Thursday, April 16, 2009

Here I Raise My Ebenezers ...

"… hither by Thy help I’ve come, and we hope, by Thy good pleasure, safely to arrive at home." ~" Come, Thou Fount of Every Blessing," Robert Robinson, 1758

"While Samuel was sacrificing the burnt offering, the Philistines drew near to engage in battle.  But that day the LORD thundered with loud thunder against the Philistines and threw them into such a panic that they were routed before the Israelites.  ... Then Samuel took a stone and set it up between Mizpah and Shen.  He named it Ebenezer, saying, 'Thus far the LORD has helped us.'"  ~1 Samuel 7-10-12

"Only be careful, and watch yourselves closely so that you do not forget the things your eyes have seen or let them slip from your heart as long as you live.  Teach them to your children and to their children after them." ~Deuteronomy 4:9

For years, I have kept a little notecard I received from a high school friend. I had not seen her since graduation in 1987, but two years later, when I was contemplating quitting my job to follow God to the summer mission field, this simple note arrived in the mail. She had no idea that I was struggling with that decision, and had no idea that God was using her to remind me of His truths. The card reads:

“Sharon, Just thought I’d write you a note to let you know that I’m thinking about you. Remember Philippians 4:19, ‘And my God shall supply all your needs according to His glorious riches in Christ Jesus.’ Love, Michelle”  

I was in tears.  There was no reason she should have written that to me but that God had laid it on her heart.  Still today, every time I am tempted to think that God may not provide, I am drawn back to this note and the truths that it stands for, and my faith is strengthened.

A brief note from a friend is one of my Ebenezers.

If you were to walk into our bathroom, you would find something odd hanging on the cabinet: one simple clear plastic shower curtain ring. When we moved to Texas in 2000 to begin seminary, I found the ring lying on the counter in the bathroom of our apartment when we arrived. I almost threw it away; after all, why would I want some random shower curtain ring that someone had left behind?  But when we unpacked and began to hang up our shower curtain with the set of rings we had brought with us, amazingly ... or maybe not so amazingly ... we were one short of a complete set. 

Some may think it's silly, but I can't bear to part with it.  Nine years later this little plastic ring still reminds me of God’s provision, even in the simplest things, and that he sometimes provides even before we know we have a need.  

A shower curtain ring is one of my Ebenezers.
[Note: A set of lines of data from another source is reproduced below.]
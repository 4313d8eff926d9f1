use ethers::types::Address;

/// Result of a ledger read.
pub type LedgerResult<T> = Result<T, LedgerError>;

/// A required configuration value is missing or malformed. Fatal at startup.
#[derive(Debug, Clone, PartialEq, Eq, thiserror::Error)]
pub enum ConfigurationError {
    /// The project / sponsor identifier was not provided
    #[error("Missing project (sponsor) identifier")]
    MissingProjectId,
    /// A required option was not provided and has no default
    #[error("Missing required option `{0}`")]
    MissingOption(&'static str),
    /// An option was provided but could not be parsed
    #[error("Invalid value for `{option}`: {reason}")]
    InvalidOption {
        /// Name of the offending option
        option: &'static str,
        /// Why the value was rejected
        reason: String,
    },
}

/// An error returned by the owner's signing capability.
#[derive(Debug, Clone, PartialEq, Eq, thiserror::Error)]
pub enum SignerError {
    /// The user refused to sign
    #[error("User declined to sign")]
    UserDeclined,
    /// The signing device or key store could not be reached
    #[error("Signer unavailable: {0}")]
    SignerUnavailable(String),
}

/// A structured rejection `{code, message}` as returned by relay and sponsor
/// endpoints.
#[derive(Debug, Clone, PartialEq, Eq, thiserror::Error)]
#[error("code {code}: {message}")]
pub struct Rejection {
    /// Endpoint specific error code
    pub code: i64,
    /// Human readable reason
    pub message: String,
}

impl Rejection {
    /// Construct a rejection
    pub fn new(code: i64, message: impl Into<String>) -> Self {
        Self {
            code,
            message: message.into(),
        }
    }
}

/// Errors from the relayer (bundler) interface.
#[derive(Debug, Clone, PartialEq, Eq, thiserror::Error)]
pub enum RelayError {
    /// Timeout, connection reset or similar. May be retried.
    #[error("Relay transport failure: {0}")]
    Transport(String),
    /// The relay understood the request and refused it.
    #[error("Relay rejected operation: {0}")]
    Rejected(Rejection),
    /// The relay answered with something we could not decode
    #[error("Malformed relay response: {0}")]
    MalformedResponse(String),
}

/// Errors from the sponsor (paymaster) interface.
#[derive(Debug, Clone, PartialEq, Eq, thiserror::Error)]
pub enum SponsorError {
    /// Timeout, connection reset or similar. May be retried.
    #[error("Sponsor transport failure: {0}")]
    Transport(String),
    /// The sponsor declined, typically for policy reasons
    #[error("Sponsor declined operation: {0}")]
    Rejected(Rejection),
    /// The sponsor answered with something we could not decode
    #[error("Malformed sponsor response: {0}")]
    MalformedResponse(String),
}

/// Errors from the ledger read interface.
#[derive(Debug, Clone, PartialEq, Eq, thiserror::Error)]
pub enum LedgerError {
    /// Timeout, connection reset or similar. May be retried.
    #[error("Ledger transport failure: {0}")]
    Transport(String),
    /// The node returned an error for the call
    #[error("Ledger call to {target:?} failed: {message}")]
    CallFailed {
        /// Contract that was called
        target: Address,
        /// Node supplied message
        message: String,
    },
    /// The call succeeded but the returned data could not be decoded
    #[error("Could not decode ledger response: {0}")]
    Decode(String),
}

/// Failure to decode ABI encoded call data.
#[derive(Debug, Clone, PartialEq, Eq, thiserror::Error)]
pub enum CallDecodeError {
    /// Call data shorter than a selector
    #[error("Call data too short ({0} bytes)")]
    TooShort(usize),
    /// Selector did not match any known function
    #[error("Unknown selector 0x{0}")]
    UnknownSelector(String),
    /// Arguments could not be decoded
    #[error("Invalid arguments: {0}")]
    InvalidArguments(String),
}

/// A human readable amount could not be converted.
#[derive(Debug, Clone, PartialEq, Eq, thiserror::Error)]
#[error("Invalid amount `{amount}`: {reason}")]
pub struct AmountError {
    /// The offending input
    pub amount: String,
    /// Conversion failure
    pub reason: String,
}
Whether physical artifacts like these, or memories of the times we’ve witnessed God’s incredible faithfulness, each of my “Ebenezers” has a valued place in my walk of faith.  Because we do not sense God telling us to slow down or go another way, we are continuing down the road to leave in July. No, we can’t see beyond the bend, but we are able to walk because we have witnessed God’s faithfulness; we have seen Him “come through” in the past and we know that He is able to do exceedingly more than we could ever ask or imagine!

I'm curious.  What are your Ebenezers?

Wednesday, April 15, 2009

An Exercise in Priorities

"It is hard to begin to move when you don't know where you are moving, how to move, or if you are going to get there." ~Peter Nivio Zarlenga

"Decide what you want, decide what you are willing to exchange for it. Establish your priorities and go to work." ~H.L. Hunt

"Action expresses priorities." ~Mohandas Gandhi

Our house is emptying quickly. The walls are becoming bare; the counter tops are clearing; the bookshelves now have more space covered in dust than books. As expected, the act of purging brings with it some amount of sadness, but I never dreamed I would find myself fighting back tears when deciding what to do with a copy of Dr. Seuss's Horton Hears a Who. I felt a little silly.
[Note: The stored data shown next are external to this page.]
pub use ledger::MockLedger;
pub use relay::MockRelay;
pub use signer::MockSigner;
pub use sponsor::MockSponsor;

mod ledger;
mod relay;
mod signer;
mod sponsor;
use chrono::{DateTime, Utc};
use derive_new::new;
use ethers::types::{Address, Bytes, H160, H256, U256, U64};
use serde::{Deserialize, Serialize};

/// ERC-4337 v0.7 entry point, deployed at the same address on every chain.
/// `0x0000000071727De22E5E9d8BAf0edAc6f37da032`
pub const ENTRY_POINT_V07: Address = H160([
    0x00, 0x00, 0x00, 0x00, 0x71, 0x72, 0x7d, 0xe2, 0x2e, 0x5e, 0x9d, 0x8b, 0xaf, 0x0e, 0xda, 0xc6,
    0xf3, 0x7d, 0xa0, 0x32,
]);

/// Gas limits carried by an operation. Filled in by the sponsor.
#[derive(Debug, Clone, Copy, Default, PartialEq, Eq, Serialize, Deserialize)]
#[serde(rename_all = "camelCase")]
pub struct GasLimits {
    /// Gas for the account's execution phase
    pub call_gas_limit: U256,
    /// Gas for the account's validation phase
    pub verification_gas_limit: U256,
    /// Overhead charged by the relay for including the operation
    pub pre_verification_gas: U256,
}

/// EIP-1559 fee caps for an operation.
#[derive(Debug, Clone, Copy, Default, PartialEq, Eq, Serialize, Deserialize)]
#[serde(rename_all = "camelCase")]
pub struct GasFees {
    /// Max total fee per gas
    pub max_fee_per_gas: U256,
    /// Max tip per gas
    pub max_priority_fee_per_gas: U256,
}

/// Sponsorship metadata attached by the sponsor (paymaster).
#[derive(Debug, Clone, PartialEq, Eq, Serialize, Deserialize, new)]
#[serde(rename_all = "camelCase")]
pub struct Sponsorship {
    /// Paymaster contract that pays for the operation
    pub paymaster: Address,
    /// Opaque paymaster data (usually a signed validity window)
    pub paymaster_data: Bytes,
    /// Gas for the paymaster's validation phase
    pub paymaster_verification_gas_limit: U256,
    /// Gas for the paymaster's post-operation phase
    pub paymaster_post_op_gas_limit: U256,
    /// Account gas limits estimated by the sponsor
    pub gas: GasLimits,
}

/// Deployment data for an account that has no code yet.
#[derive(Debug, Clone, PartialEq, Eq, Serialize, Deserialize, new)]
#[serde(rename_all = "camelCase")]
pub struct AccountInit {
    /// Factory that deploys the account
    pub factory: Address,
    /// Call data for the factory
    pub factory_data: Bytes,
}

/// Where in the ledger a terminal operation landed.
#[derive(Debug, Clone, Copy, PartialEq, Eq, Serialize, Deserialize, new)]
#[serde(rename_all = "camelCase")]
pub struct BlockReference {
    /// Block that included the bundle
    pub block_number: U64,
    /// Hash of that block, when known
    pub block_hash: Option<H256>,
    /// Hash of the bundle transaction
    pub transaction_hash: H256,
}

/// Terminal ledger outcome of an operation.
#[derive(Debug, Clone, PartialEq, Eq, Serialize, Deserialize)]
#[serde(rename_all = "camelCase")]
pub struct OperationReceipt {
    /// Hash of the operation
    pub operation_hash: H256,
    /// Whether the account's execution succeeded
    pub success: bool,
    /// Inclusion details
    pub block: BlockReference,
    /// Revert reason, when the ledger reports one
    pub revert_reason: Option<String>,
    /// Fee actually paid (by the sponsor)
    pub actual_gas_cost: U256,
}

/// Result of a single receipt query.
#[derive(Debug, Clone, PartialEq, Eq)]
pub enum ReceiptStatus {
    /// The relay does not know this operation
    NotFound,
    /// Known but not yet included
    Pending,
    /// Included, with a terminal outcome
    Terminal(OperationReceipt),
}

/// Handle on an in-flight operation.
#[derive(Debug, Clone, PartialEq, Eq, Serialize, Deserialize, new)]
#[serde(rename_all = "camelCase")]
pub struct PendingHandle {
    /// Content hash of the submitted operation
    pub operation_hash: H256,
    /// Nonce the operation was submitted under
    pub nonce: U256,
    /// When the relay accepted the operation
    pub submitted_at: DateTime<Utc>,
}

/// A token amount together with its decimal scale.
#[derive(Debug, Clone, Copy, PartialEq, Eq, Serialize, Deserialize, new)]
pub struct TokenAmount {
    /// Raw integer amount
    pub amount: U256,
    /// Decimal scale of the token
    pub decimals: u8,
}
Despite their lingering hesitations, the kids have been wonderful troopers through this process. I gave them each a box last week and asked them to put into it books and toys and sentimental items that they would “definitely want to have in PNG.” Once they had done this, we carefully looked together at everything that was left over and multiplied our garage sale pile. Neither one of them ever complained.

Our furniture is for sale. In an effort to maintain normal for the children, most things are available "at the end of May," but just the fact that people are laying claim to them makes my tummy feel strange at times.
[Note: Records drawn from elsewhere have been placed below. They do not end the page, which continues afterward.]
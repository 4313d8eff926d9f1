use ethers::abi::{self, Token};
use ethers::types::{Address, Bytes, H256, U256};
use ethers::utils::{get_create2_address_from_hash, keccak256};

use crate::calls;
use crate::error::ConfigurationError;
use crate::types::AccountInit;

/// Deterministic mapping from an owner address to its smart account address.
///
/// Derivation is CREATE2 content addressing over the owner, the account
/// index and the implementation version, so the same inputs always yield the
/// same address, in any process.
#[derive(Debug, Clone, PartialEq, Eq)]
pub struct AccountDeriver {
    project_id: Option<String>,
    factory: Address,
    index: U256,
}

impl AccountDeriver {
    /// A deriver for accounts deployed by `factory`. `project_id` is the
    /// sponsor identifier the accounts will be used under.
    pub fn new(project_id: Option<String>, factory: Address) -> Self {
        Self {
            project_id,
            factory,
            index: U256::zero(),
        }
    }

    /// Use a non-default account index, for owners holding several accounts.
    pub fn with_index(mut self, index: U256) -> Self {
        self.index = index;
        self
    }

    /// The factory accounts are deployed through
    pub fn factory(&self) -> Address {
        self.factory
    }

    fn version_hash(protocol_version: &str) -> H256 {
        keccak256(protocol_version.as_bytes()).into()
    }

    fn salt(&self, owner: Address, protocol_version: &str) -> [u8; 32] {
        keccak256(abi::encode(&[
            Token::Address(owner),
            Token::Uint(self.index),
            Token::FixedBytes(Self::version_hash(protocol_version).as_bytes().to_vec()),
        ]))
    }

    fn init_code_hash(protocol_version: &str, entry_point: Address) -> [u8; 32] {
        keccak256(abi::encode(&[
            Token::Address(entry_point),
            Token::FixedBytes(Self::version_hash(protocol_version).as_bytes().to_vec()),
        ]))
    }

    fn check_configuration(&self, protocol_version: &str) -> Result<(), ConfigurationError> {
        match self.project_id.as_deref() {
            None | Some("") => return Err(ConfigurationError::MissingProjectId),
            Some(_) => {}
        }
        if protocol_version.is_empty() {
            return Err(ConfigurationError::MissingOption("accountVersion"));
        }
        if self.factory.is_zero() {
            return Err(ConfigurationError::MissingOption("factory"));
        }
        Ok(())
    }

    /// Derive the account address for `owner`.
    pub fn derive(
        &self,
        owner: Address,
        protocol_version: &str,
        entry_point: Address,
    ) -> Result<Address, ConfigurationError> {
        self.check_configuration(protocol_version)?;
        Ok(get_create2_address_from_hash(
            self.factory,
            self.salt(owner, protocol_version),
            Self::init_code_hash(protocol_version, entry_point),
        ))
    }

    /// Factory call that deploys the account [`Self::derive`] returns.
    pub fn account_init(&self, owner: Address, protocol_version: &str) -> AccountInit {
        let factory_data: Bytes =
            calls::create_account(owner, self.index, Self::version_hash(protocol_version));
        AccountInit::new(self.factory, factory_data)
    }
}

#[cfg(test)]
mod tests {
    use super::*;
    use crate::types::ENTRY_POINT_V07;

    fn deriver() -> AccountDeriver {
        AccountDeriver::new(Some("project".into()), Address::repeat_byte(0xfa))
    }

    #[test]
    fn derivation_is_deterministic() {
        let owner = Address::random();
        let a = deriver().derive(owner, "0.3.1", ENTRY_POINT_V07).unwrap();
        let b = deriver().derive(owner, "0.3.1", ENTRY_POINT_V07).unwrap();
        assert_eq!(a, b);
    }

    #[test]
    fn derivation_depends_on_every_input() {
        let owner = Address::random();
        let base = deriver().derive(owner, "0.3.1", ENTRY_POINT_V07).unwrap();

        assert_ne!(
            base,
            deriver().derive(Address::random(), "0.3.1", ENTRY_POINT_V07).unwrap()
        );
        assert_ne!(base, deriver().derive(owner, "0.3.0", ENTRY_POINT_V07).unwrap());
        assert_ne!(
            base,
            deriver()
                .derive(owner, "0.3.1", Address::repeat_byte(0x01))
                .unwrap()
        );
        assert_ne!(
            base,
            deriver()
                .with_index(U256::one())
                .derive(owner, "0.3.1", ENTRY_POINT_V07)
                .unwrap()
        );
    }

    #[test]
    fn missing_project_id_is_a_configuration_error() {
        let deriver = AccountDeriver::new(None, Address::repeat_byte(0xfa));
        assert_eq!(
            deriver.derive(Address::random(), "0.3.1", ENTRY_POINT_V07),
            Err(ConfigurationError::MissingProjectId)
        );

        let deriver = AccountDeriver::new(Some(String::new()), Address::repeat_byte(0xfa));
        assert_eq!(
            deriver.derive(Address::random(), "0.3.1", ENTRY_POINT_V07),
            Err(ConfigurationError::MissingProjectId)
        );
    }

    #[test]
    fn zero_factory_is_rejected() {
        let deriver = AccountDeriver::new(Some("project".into()), Address::zero());
        assert_eq!(
            deriver.derive(Address::random(), "0.3.1", ENTRY_POINT_V07),
            Err(ConfigurationError::MissingOption("factory"))
        );
    }

    #[test]
    fn account_init_targets_factory() {
        let owner = Address::random();
        let init = deriver().account_init(owner, "0.3.1");
        assert_eq!(init.factory, Address::repeat_byte(0xfa));
        assert_eq!(init.factory_data.len(), 4 + 3 * 32);
    }
}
“It’s just stuff,” I remind myself.

And then I remind myself that I'm right.

Priorities. Certainly this process is an exercise in priorities. Which kitchen gadgets are important enough to pay to ship halfway around the world? Do we leave those two shirts behind to make room for the numerous sets of underwear and socks that my son will need for four years? Bicycles, baseball gloves, basketball, or some of each? Which towels and sheets will dry fastest in the tropical breeze? What pictures and nick-knacks will make a foreign country feel like "home?"

Last week I received word that the sister of one of my students had committed suicide.

There is a lesson in priorities there, too. I mean, seriously ... we could go overseas with just the clothes on our backs and be happy as long as we had each other, right?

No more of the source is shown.